Entre las artimañas de manipulación y propaganda, el régimen no renunciaría al asidero moral con el que había justificado su cruzada contra el marxismo: el nacional-catolicismo. El levantamiento de iglesias formaba parte del irremplazable proyecto que supuso evangelizar las poblaciones. Tampoco se olvidaron de las escuelas "de orientación" para que los hijos de los campesinos fueran, cómo no, campesinos que crecerían bajo los fundamentos de la moral cristiana.
Bien es cierto que la iglesia y el colegio serían centros neurálgicos del sentimiento comunitario. Ahora que muchos de estos pueblos han desaparecido o han sido despoblados, resulta conmovedor atender a las voces de los antiguos lugareños, muchas de ellas recogidas en la encomiable investigación de Cazorla Sánchez, que recuerdan la complicidad entre los vecinos, la ayuda que se prestaron en tiempos tan difíciles, y algunas anécdotas impagables.

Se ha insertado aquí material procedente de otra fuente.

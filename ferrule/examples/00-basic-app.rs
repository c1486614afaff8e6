use ferrule::application;
use ferrule::runner::{ApplicationRunner, ErrorPtr};
use ferrule_di::{provides, Service};

// this is an application runner, which will run when the application starts; the application
// finds it among services provided to its container
#[derive(Service)]
struct HelloWorldRunner;

#[provides]
impl ApplicationRunner for HelloWorldRunner {
    fn run(&self) -> Result<(), ErrorPtr> {
        println!("Hello world!");
        Ok(())
    }
}

// note: for the sake of simplicity, errors are unwrapped, rather than gracefully handled
fn main() {
    // create our application with config taken from the environment
    let application =
        application::create_default().expect("unable to create default application");

    application
        .injector()
        .provide(HelloWorldRunner)
        .expect("unable to register runner");

    // prints "Hello world!"
    application.run().expect("error running application");
}
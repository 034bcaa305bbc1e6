use std::collections::BTreeMap;
use std::fs::File;
use std::io::Read;
use std::path::Path;

use super::criteria::Criterion;
use super::domain::{CandidateObject, ObjectId};

#[derive(Debug)]
pub enum ObjectImportError {
    Io(std::io::Error),
    Csv(csv::Error),
    MissingColumn(String),
    InvalidValue {
        line: u64,
        column: String,
        value: String,
    },
}

impl std::fmt::Display for ObjectImportError {
    fn fmt(&self, f: &mut std::fmt::Formatter<'_>) -> std::fmt::Result {
        match self {
            ObjectImportError::Io(err) => write!(f, "failed to read candidate export: {}", err),
            ObjectImportError::Csv(err) => write!(f, "invalid candidate CSV data: {}", err),
            ObjectImportError::MissingColumn(column) => {
                write!(f, "candidate CSV is missing the '{}' column", column)
            }
            ObjectImportError::InvalidValue {
                line,
                column,
                value,
            } => write!(
                f,
                "line {}: '{}' is not a number for column '{}'",
                line, value, column
            ),
        }
    }
}

impl std::error::Error for ObjectImportError {
    fn source(&self) -> Option<&(dyn std::error::Error + 'static)> {
        match self {
            ObjectImportError::Io(err) => Some(err),
            ObjectImportError::Csv(err) => Some(err),
            ObjectImportError::MissingColumn(_) | ObjectImportError::InvalidValue { .. } => None,
        }
    }
}

impl From<std::io::Error> for ObjectImportError {
    fn from(err: std::io::Error) -> Self {
        Self::Io(err)
    }
}

impl From<csv::Error> for ObjectImportError {
    fn from(err: csv::Error) -> Self {
        Self::Csv(err)
    }
}

/// Loads candidate objects from a CSV export with `id`, `name`, and one
/// column per stored criterion. Unrecognised columns are ignored.
pub struct ObjectImporter;

impl ObjectImporter {
    pub fn from_path<P: AsRef<Path>>(path: P) -> Result<Vec<CandidateObject>, ObjectImportError> {
        let file = File::open(path)?;
        Self::from_reader(file)
    }

    pub fn from_reader<R: Read>(reader: R) -> Result<Vec<CandidateObject>, ObjectImportError> {
        let mut csv_reader = csv::ReaderBuilder::new()
            .trim(csv::Trim::All)
            .from_reader(reader);

        let headers = csv_reader.headers()?.clone();
        let position = |name: &str| {
            headers
                .iter()
                .position(|header| header.eq_ignore_ascii_case(name))
                .ok_or_else(|| ObjectImportError::MissingColumn(name.to_string()))
        };

        let id_column = position("id")?;
        let name_column = position("name")?;
        let mut metric_columns = BTreeMap::new();
        for (index, header) in headers.iter().enumerate() {
            match Criterion::from_key(header) {
                Some(criterion) if criterion.is_stored() => {
                    metric_columns.entry(criterion).or_insert(index);
                }
                _ => {}
            }
        }
        if let Some(missing) =
            Criterion::stored().find(|criterion| !metric_columns.contains_key(criterion))
        {
            return Err(ObjectImportError::MissingColumn(missing.key().to_string()));
        }

        let mut objects = Vec::new();
        for record in csv_reader.records() {
            let record = record?;
            let line = record.position().map(|pos| pos.line()).unwrap_or_default();
            let field = |index: usize| record.get(index).unwrap_or_default();

            let mut metrics = BTreeMap::new();
            for (criterion, index) in &metric_columns {
                let raw = field(*index);
                let value = raw
                    .parse::<f64>()
                    .map_err(|_| ObjectImportError::InvalidValue {
                        line,
                        column: criterion.key().to_string(),
                        value: raw.to_string(),
                    })?;
                metrics.insert(*criterion, value);
            }

            objects.push(CandidateObject {
                id: ObjectId(field(id_column).to_string()),
                name: field(name_column).to_string(),
                metrics,
            });
        }

        Ok(objects)
    }
}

Este mismo año, recordarán algunos, el Museo ICO programó una exposición comisariada por Ana Amado y Andrés Patiño que se hacía cargo de la misma cuestión aquí abordada. Las imágenes que jalonan esta pieza corresponden a la muestra, que pone en valor la modernidad de su arquitectura y, de algún modo, rescata a aquellos pueblos del olvido.